Step-by-step explanation:
We are given a dataset and asked to classify the 'play' for the last row using a Naive Bayesian Network with Laplace-smoothing. The attributes we need to consider for our classification are outlook, temperature, humidity, and windy. Given the attributes of the last row, we will calculate the probability of 'Yes' and 'No' for the class 'play'.
Let's denote P(Yes) as the probability of playing when it's sunny, cool, with high humidity, and not windy, and P(No) as the probability of not playing under the same conditions.

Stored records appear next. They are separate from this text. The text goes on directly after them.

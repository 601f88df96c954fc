//! Single writer of the specification document.
//!
//! Every edit goes through [`SpecStore::apply`], which works on an immutable
//! snapshot, validates the edited text, and only then commits it with an
//! atomic replace. A rejected edit never touches the file.

use std::fs;
use std::path::{Path, PathBuf};
use std::sync::Mutex;

use anyhow::{Context, Result};
use chrono::Utc;
use tracing::{debug, info, instrument, warn};

use crate::core::anchors::{AnchoredDocument, Lookup};
use crate::core::types::{CorrectionError, CorrectionPlan};
use crate::io::fsutil::write_atomic;

/// Result of a committed correction.
#[derive(Debug, Clone, PartialEq, Eq)]
pub struct AppliedCorrection {
    pub anchor: String,
    pub before_checksum: String,
    pub after_checksum: String,
    pub backup_path: PathBuf,
}

#[derive(Debug)]
pub struct SpecStore {
    path: PathBuf,
    backups_dir: PathBuf,
    document_id: String,
    write_lock: Mutex<()>,
}

impl SpecStore {
    pub fn new(path: impl Into<PathBuf>, backups_dir: impl Into<PathBuf>) -> Self {
        let path = path.into();
        let document_id = path
            .file_name()
            .map(|name| name.to_string_lossy().into_owned())
            .unwrap_or_else(|| path.display().to_string());
        Self {
            path,
            backups_dir: backups_dir.into(),
            document_id,
            write_lock: Mutex::new(()),
        }
    }

    pub fn path(&self) -> &Path {
        &self.path
    }

    /// Identifier written into correction plans targeting this document.
    pub fn document_id(&self) -> &str {
        &self.document_id
    }

    pub fn read(&self) -> Result<String> {
        fs::read_to_string(&self.path)
            .with_context(|| format!("read specification {}", self.path.display()))
    }

    /// Parsed snapshot of the current document.
    pub fn snapshot(&self) -> Result<AnchoredDocument, CorrectionError> {
        let text = self.read().map_err(storage)?;
        AnchoredDocument::parse(text).map_err(|err| {
            CorrectionError::CorrectionRejected(format!("specification is malformed: {err}"))
        })
    }

    /// Replace the body of `plan.anchor` with `plan.replacement`.
    ///
    /// Fails without modifying the document when the anchor is missing or
    /// ambiguous, or when the edited document would lose an anchor.
    #[instrument(skip_all, fields(document = %self.document_id, anchor = %plan.anchor))]
    pub fn apply(&self, plan: &CorrectionPlan) -> Result<AppliedCorrection, CorrectionError> {
        let _guard = self
            .write_lock
            .lock()
            .map_err(|_| CorrectionError::Storage("specification write lock poisoned".to_string()))?;

        if plan.document != self.document_id {
            return Err(CorrectionError::CorrectionRejected(format!(
                "plan targets document '{}', store holds '{}'",
                plan.document, self.document_id
            )));
        }

        // (a) snapshot; the original bytes double as the in-memory backup
        let original = self.read().map_err(storage)?;
        let before = AnchoredDocument::parse(original.as_str()).map_err(|err| {
            CorrectionError::CorrectionRejected(format!("specification is malformed: {err}"))
        })?;

        // (b) target must still exist exactly once
        let span = match before.lookup(&plan.anchor) {
            Lookup::Found(span) => span,
            Lookup::Missing => return Err(CorrectionError::AnchorNotFound(plan.anchor.clone())),
            Lookup::Ambiguous(count) => {
                return Err(CorrectionError::AnchorAmbiguous {
                    anchor: plan.anchor.clone(),
                    count,
                });
            }
        };

        // (c) edit the snapshot only
        let edited = before.replace_body(span, &plan.replacement);
        if edited == original {
            return Err(CorrectionError::CorrectionRejected(
                "replacement leaves the document unchanged".to_string(),
            ));
        }

        // (d) validate before anything is written
        let after = validate_edit(&before, edited, &plan.anchor)?;

        // (e) commit
        let backup_path = self.write_backup(&original).map_err(storage)?;
        if let Err(err) = write_atomic(&self.path, after.text().as_bytes()) {
            warn!(err = %format!("{err:#}"), "commit failed, restoring backup");
            self.restore(&original);
            return Err(storage(err));
        }

        let applied = AppliedCorrection {
            anchor: plan.anchor.clone(),
            before_checksum: before.checksum(),
            after_checksum: after.checksum(),
            backup_path,
        };
        info!(
            before = %applied.before_checksum,
            after = %applied.after_checksum,
            "correction applied"
        );
        Ok(applied)
    }

    fn write_backup(&self, original: &str) -> Result<PathBuf> {
        fs::create_dir_all(&self.backups_dir)
            .with_context(|| format!("create backups dir {}", self.backups_dir.display()))?;
        let mut millis = Utc::now().timestamp_millis();
        let mut path;
        loop {
            path = self
                .backups_dir
                .join(format!("{}.{millis}.bak", self.document_id));
            if !path.exists() {
                break;
            }
            millis += 1;
        }
        fs::write(&path, original).with_context(|| format!("write backup {}", path.display()))?;
        debug!(path = %path.display(), "backup written");
        Ok(path)
    }

    fn restore(&self, original: &str) {
        let current = fs::read_to_string(&self.path).ok();
        if current.as_deref() == Some(original) {
            return;
        }
        if let Err(err) = fs::write(&self.path, original) {
            warn!(err = %err, path = %self.path.display(), "failed to restore specification");
        }
    }
}

fn validate_edit(
    before: &AnchoredDocument,
    edited: String,
    anchor: &str,
) -> Result<AnchoredDocument, CorrectionError> {
    let after = AnchoredDocument::parse(edited).map_err(|err| {
        CorrectionError::CorrectionRejected(format!("edited document is malformed: {err}"))
    })?;
    let after_ids = after.anchor_ids();
    let lost: Vec<&str> = before
        .anchor_ids()
        .into_iter()
        .filter(|id| !after_ids.contains(id))
        .collect();
    if !lost.is_empty() {
        return Err(CorrectionError::CorrectionRejected(format!(
            "edit would remove anchors: {}",
            lost.join(", ")
        )));
    }
    let count = after.count(anchor);
    if count != 1 {
        return Err(CorrectionError::CorrectionRejected(format!(
            "edit leaves anchor '{anchor}' with {count} occurrences"
        )));
    }
    Ok(after)
}

fn storage(err: anyhow::Error) -> CorrectionError {
    CorrectionError::Storage(format!("{err:#}"))
}
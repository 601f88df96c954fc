//! I/O helpers for orchestrator commands.

pub mod activity;
pub mod config;
pub mod fsutil;
pub mod gateway;
pub mod init;
pub mod policy;
pub mod process;
pub mod prompt;
pub mod reasoner;
pub mod spec_provider;
pub mod spec_store;
pub mod state_file;
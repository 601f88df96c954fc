//! Run-level loop: pick the next eligible task, hand it to the coordinator,
//! repeat until the graph is finished, blocked, halted or cancelled.

use anyhow::Result;
use serde::Serialize;
use thiserror::Error;
use tracing::{debug, info, instrument, warn};

use crate::cancel::CancelToken;
use crate::coordinator::{Coordinator, TaskResult};
use crate::core::scheduler::{Selection, select};
use crate::core::state_store::{PriorState, TaskStateStore};
use crate::core::types::{AttemptRecord, ErrorAnalysis, Status, StatusChange};
use crate::graph::TaskGraph;
use crate::io::gateway::VerificationGateway;
use crate::io::reasoner::Reasoner;
use crate::io::spec_provider::SpecProvider;

/// Why a run stopped.
#[derive(Debug, Clone, PartialEq, Eq, Serialize)]
#[serde(tag = "stop", rename_all = "snake_case")]
pub enum RunStop {
    /// Every task is `Completed`.
    Complete,
    /// Every task is terminal and some are `Halted` (only with `halt_on_exhaustion = false`).
    Exhausted { halted: Vec<String> },
    /// Nothing is eligible but some tasks never ran.
    Blocked { waiting: Vec<String> },
    /// A task exhausted its attempts and `halt_on_exhaustion` stopped the run.
    Halted { task_id: String, root_cause: String },
    Cancelled,
}

/// Final state of one task.
#[derive(Debug, Clone, PartialEq, Serialize)]
pub struct TaskReport {
    pub id: String,
    pub status: Status,
    pub attempts: u32,
    pub last_error: Option<ErrorAnalysis>,
    pub history: Vec<AttemptRecord>,
}

/// Outcome of [`Orchestrator::run`]: the stop reason plus every task in declared order.
#[derive(Debug, Clone, PartialEq, Serialize)]
pub struct RunReport {
    pub stop: RunStop,
    pub tasks: Vec<TaskReport>,
}

#[derive(Debug, Clone, PartialEq, Eq, Error)]
pub enum OrchestrationError {
    #[error("task '{task_id}' exhausted {attempts} attempts: {root_cause}")]
    AttemptsExhausted {
        task_id: String,
        attempts: u32,
        root_cause: String,
    },
    #[error("run blocked; waiting tasks: {}", .waiting.join(", "))]
    Blocked { waiting: Vec<String> },
    #[error("run cancelled")]
    Cancelled,
}

impl RunReport {
    pub fn task(&self, id: &str) -> Option<&TaskReport> {
        self.tasks.iter().find(|task| task.id == id)
    }

    /// Fail for stops that need an operator: a fatal halt, a blocked graph or cancellation.
    pub fn into_result(self) -> Result<RunReport, OrchestrationError> {
        match &self.stop {
            RunStop::Complete | RunStop::Exhausted { .. } => Ok(self),
            RunStop::Halted {
                task_id,
                root_cause,
            } => Err(OrchestrationError::AttemptsExhausted {
                task_id: task_id.clone(),
                attempts: self.task(task_id).map_or(0, |task| task.attempts),
                root_cause: root_cause.clone(),
            }),
            RunStop::Blocked { waiting } => Err(OrchestrationError::Blocked {
                waiting: waiting.clone(),
            }),
            RunStop::Cancelled => Err(OrchestrationError::Cancelled),
        }
    }
}

pub struct Orchestrator<G, R> {
    graph: TaskGraph,
    store: TaskStateStore,
    coordinator: Coordinator<G, R>,
    halt_on_exhaustion: bool,
    provider: Option<Box<dyn SpecProvider>>,
    recovered: Vec<StatusChange>,
}

impl<G: VerificationGateway, R: Reasoner> Orchestrator<G, R> {
    /// Take ownership of a run. Tasks an interrupted run left mid-flight are
    /// settled immediately (see [`TaskStateStore::recover_interrupted`]).
    pub fn new(
        graph: TaskGraph,
        store: TaskStateStore,
        coordinator: Coordinator<G, R>,
        halt_on_exhaustion: bool,
    ) -> Result<Self> {
        let mut orchestrator = Self {
            graph,
            store,
            coordinator,
            halt_on_exhaustion,
            provider: None,
            recovered: Vec::new(),
        };
        orchestrator.recovered = orchestrator.recover()?;
        Ok(orchestrator)
    }

    /// Re-read the task graph through `provider` after every applied correction.
    pub fn with_provider(mut self, provider: Box<dyn SpecProvider>) -> Self {
        self.provider = Some(provider);
        self
    }

    pub fn graph(&self) -> &TaskGraph {
        &self.graph
    }

    pub fn store(&self) -> &TaskStateStore {
        &self.store
    }

    pub fn coordinator(&self) -> &Coordinator<G, R> {
        &self.coordinator
    }

    /// Tasks reverted by the recovery scan performed at construction.
    pub fn recovered(&self) -> &[StatusChange] {
        &self.recovered
    }

    /// Crash-recovery scan: settle tasks left `Queued`, `InProgress` or `Failed`.
    pub fn recover(&mut self) -> Result<Vec<StatusChange>> {
        let changes = self
            .store
            .recover_interrupted(self.coordinator.config().max_attempts);
        for change in &changes {
            self.coordinator.announce(change);
        }
        if !changes.is_empty() {
            self.coordinator.checkpoint(&self.graph, &self.store)?;
        }
        Ok(changes)
    }

    /// Swap in a freshly loaded graph, keeping state only for unchanged tasks.
    pub fn reload_graph(&mut self) -> Result<()> {
        let Some(provider) = self.provider.as_mut() else {
            return Ok(());
        };
        let next = provider.reload()?;
        if next.checksum() == self.graph.checksum() {
            debug!("task graph unchanged after reload");
            return Ok(());
        }
        let prior: Vec<PriorState> = self
            .store
            .iter()
            .filter_map(|(id, state)| {
                self.graph.get(id).map(|task| PriorState {
                    task_id: id.to_string(),
                    fingerprint: task.fingerprint(),
                    state: state.clone(),
                })
            })
            .collect();
        let (store, report) = TaskStateStore::reconcile(&next, prior);
        info!(
            kept = report.kept.len(),
            reset = report.reset.len(),
            dropped = report.dropped.len(),
            "task graph reloaded"
        );
        self.graph = next;
        self.store = store;
        self.coordinator.checkpoint(&self.graph, &self.store)
    }

    pub fn run(&mut self, cancel: &CancelToken) -> Result<RunReport> {
        self.run_with(cancel, |_, _| {})
    }

    /// Like [`run`](Self::run), calling `on_task` after every coordinator pass.
    #[instrument(skip_all, fields(tasks = self.graph.len()))]
    pub fn run_with<F: FnMut(&str, &TaskResult)>(
        &mut self,
        cancel: &CancelToken,
        mut on_task: F,
    ) -> Result<RunReport> {
        loop {
            if cancel.is_cancelled() {
                info!("run cancelled");
                return Ok(self.report(RunStop::Cancelled));
            }

            let task_id = match select(&self.graph, &self.store) {
                Selection::Eligible(task) => task.id.clone(),
                Selection::Finished => {
                    let halted = self.store.with_status(Status::Halted);
                    let stop = if halted.is_empty() {
                        RunStop::Complete
                    } else {
                        RunStop::Exhausted { halted }
                    };
                    info!(?stop, "run finished");
                    return Ok(self.report(stop));
                }
                Selection::Blocked { waiting } => {
                    warn!(?waiting, "run blocked");
                    return Ok(self.report(RunStop::Blocked { waiting }));
                }
            };

            debug!(task = %task_id, "task selected");
            self.coordinator
                .set_status(&self.graph, &mut self.store, &task_id, Status::Queued)?;
            let result = self
                .coordinator
                .run_task(&self.graph, &mut self.store, &task_id, cancel)?;
            on_task(&task_id, &result);

            match result {
                TaskResult::Completed { .. } => {}
                TaskResult::Retry { corrected, .. } => {
                    if corrected {
                        self.reload_graph()?;
                    }
                }
                TaskResult::AttemptsExhausted {
                    task_id,
                    root_cause,
                    ..
                } => {
                    if self.halt_on_exhaustion {
                        return Ok(self.report(RunStop::Halted {
                            task_id,
                            root_cause,
                        }));
                    }
                    info!(task = %task_id, "continuing past halted task");
                }
                TaskResult::Cancelled => return Ok(self.report(RunStop::Cancelled)),
            }
        }
    }

    pub fn report(&self, stop: RunStop) -> RunReport {
        RunReport {
            stop,
            tasks: task_reports(&self.store),
        }
    }
}

/// Every task's state in declared order.
pub fn task_reports(store: &TaskStateStore) -> Vec<TaskReport> {
    store
        .iter()
        .map(|(id, state)| TaskReport {
            id: id.to_string(),
            status: state.status,
            attempts: state.attempts,
            last_error: state.last_error.clone(),
            history: state.history.clone(),
        })
        .collect()
}

#[cfg(test)]
mod tests {
    use super::*;
    use crate::coordinator::LoopConfig;
    use crate::core::types::VerificationOutcome;
    use crate::io::reasoner::GuidanceReasoner;
    use crate::synthesize::CorrectionSynthesizer;
    use crate::test_support::{ScriptedGateway, TestWorkspace, graph};

    fn orchestrator(
        graph: TaskGraph,
        workspace: &TestWorkspace,
        gateway: ScriptedGateway,
        halt_on_exhaustion: bool,
    ) -> Orchestrator<ScriptedGateway, GuidanceReasoner> {
        let coordinator = Coordinator::new(
            gateway,
            CorrectionSynthesizer::new(GuidanceReasoner).expect("synthesizer"),
            workspace.spec_store(),
            LoopConfig {
                max_attempts: 2,
                ..LoopConfig::default()
            },
        );
        let store = TaskStateStore::new(&graph);
        Orchestrator::new(graph, store, coordinator, halt_on_exhaustion).expect("orchestrator")
    }

    #[test]
    fn completes_in_dependency_order() {
        let graph = graph(&[("c", &["b"]), ("b", &["a"]), ("a", &[])]);
        let workspace = TestWorkspace::new(&graph);
        let gateway = ScriptedGateway::new();
        let mut orchestrator = orchestrator(graph, &workspace, gateway.clone(), true);

        let mut order = Vec::new();
        let report = orchestrator
            .run_with(&CancelToken::new(), |id, _| order.push(id.to_string()))
            .expect("run");
        assert_eq!(report.stop, RunStop::Complete);
        assert_eq!(order, vec!["a", "b", "c"]);
        assert_eq!(gateway.call_order(), vec!["a", "b", "c"]);
        assert!(report.into_result().is_ok());
    }

    #[test]
    fn halted_dependency_blocks_dependents() {
        let graph = graph(&[("a", &[]), ("b", &["a"])]);
        let workspace = TestWorkspace::new(&graph);
        let gateway = ScriptedGateway::new().fail_always("a", "assertion failed");
        let mut orchestrator = orchestrator(graph, &workspace, gateway, false);

        let report = orchestrator.run(&CancelToken::new()).expect("run");
        assert_eq!(
            report.stop,
            RunStop::Blocked {
                waiting: vec!["b".to_string()]
            }
        );
        assert_eq!(report.task("a").expect("a").status, Status::Halted);
        assert_eq!(
            report.into_result().unwrap_err(),
            OrchestrationError::Blocked {
                waiting: vec!["b".to_string()]
            }
        );
    }

    #[test]
    fn halt_on_exhaustion_stops_the_run() {
        let graph = graph(&[("a", &[]), ("b", &[])]);
        let workspace = TestWorkspace::new(&graph);
        let gateway = ScriptedGateway::new().fail_always("a", "assertion failed: x == y");
        let mut orchestrator = orchestrator(graph, &workspace, gateway.clone(), true);

        let report = orchestrator.run(&CancelToken::new()).expect("run");
        assert_eq!(
            report.stop,
            RunStop::Halted {
                task_id: "a".to_string(),
                root_cause: "assertion failed: x == y".to_string(),
            }
        );
        assert_eq!(report.task("b").expect("b").status, Status::NotStarted);
        assert_eq!(gateway.calls("b"), 0);
        let err = report.into_result().unwrap_err();
        assert!(matches!(
            err,
            OrchestrationError::AttemptsExhausted { attempts: 2, .. }
        ));
    }

    #[test]
    fn cancelled_run_stops_before_selecting() {
        let graph = graph(&[("a", &[])]);
        let workspace = TestWorkspace::new(&graph);
        let gateway = ScriptedGateway::new();
        let mut orchestrator = orchestrator(graph, &workspace, gateway.clone(), true);
        let cancel = CancelToken::new();
        cancel.cancel();

        let report = orchestrator.run(&cancel).expect("run");
        assert_eq!(report.stop, RunStop::Cancelled);
        assert_eq!(gateway.calls("a"), 0);
        assert_eq!(report.task("a").expect("a").status, Status::NotStarted);
    }

    #[test]
    fn construction_recovers_interrupted_tasks() {
        let graph = graph(&[("a", &[])]);
        let workspace = TestWorkspace::new(&graph);
        let mut store = TaskStateStore::new(&graph);
        store.transition("a", Status::Queued).expect("queue");
        store.transition("a", Status::InProgress).expect("start");
        let coordinator = Coordinator::new(
            ScriptedGateway::new(),
            CorrectionSynthesizer::new(GuidanceReasoner).expect("synthesizer"),
            workspace.spec_store(),
            LoopConfig::default(),
        );

        let orchestrator = Orchestrator::new(graph, store, coordinator, true).expect("new");
        assert_eq!(orchestrator.store().status("a"), Some(Status::NotStarted));
        assert_eq!(orchestrator.recovered().len(), 1);
        assert_eq!(orchestrator.recovered()[0].from, Status::InProgress);
    }

    #[test]
    fn failing_then_passing_task_retries_after_correction() {
        let graph = graph(&[("a", &[])]);
        let workspace = TestWorkspace::new(&graph);
        let gateway =
            ScriptedGateway::new().script("a", [VerificationOutcome::failed("SyntaxError: x")]);
        let mut orchestrator = orchestrator(graph, &workspace, gateway.clone(), true);

        let report = orchestrator.run(&CancelToken::new()).expect("run");
        assert_eq!(report.stop, RunStop::Complete);
        let a = report.task("a").expect("a");
        assert_eq!(a.attempts, 2);
        assert_eq!(a.history.len(), 2);
        assert_eq!(gateway.calls("a"), 2);
    }
}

To calculate these probabilities with Laplace-smoothing (k=2), we need to consider the number of occurrences of each attribute in conjunction with the 'play' outcomes in the dataset. We also account for the total number of occurrences of 'Yes' and 'No' in the 'play' feature. Finally, we calculate the smoothed probabilities for each attribute given the class, multiply them together, and then normalize them to get the final classification probabilities for 'Yes' and 'No'. The outcome with the highest probability will be our prediction.
The exact calculations would require the full dataset counts, but the general approach is as follows:
- Calculate the prior probabilities for 'Yes' and 'No'.
- For each attribute, calculate the conditional probabilities given 'Yes' and given 'No'.
- Apply Laplace-smoothing to these conditional probabilities.
- Multiply the conditional probabilities with the prior probabilities to get the unnormalized probabilities for 'Yes' and 'No'.
- Normalize these probabilities to get a final prediction.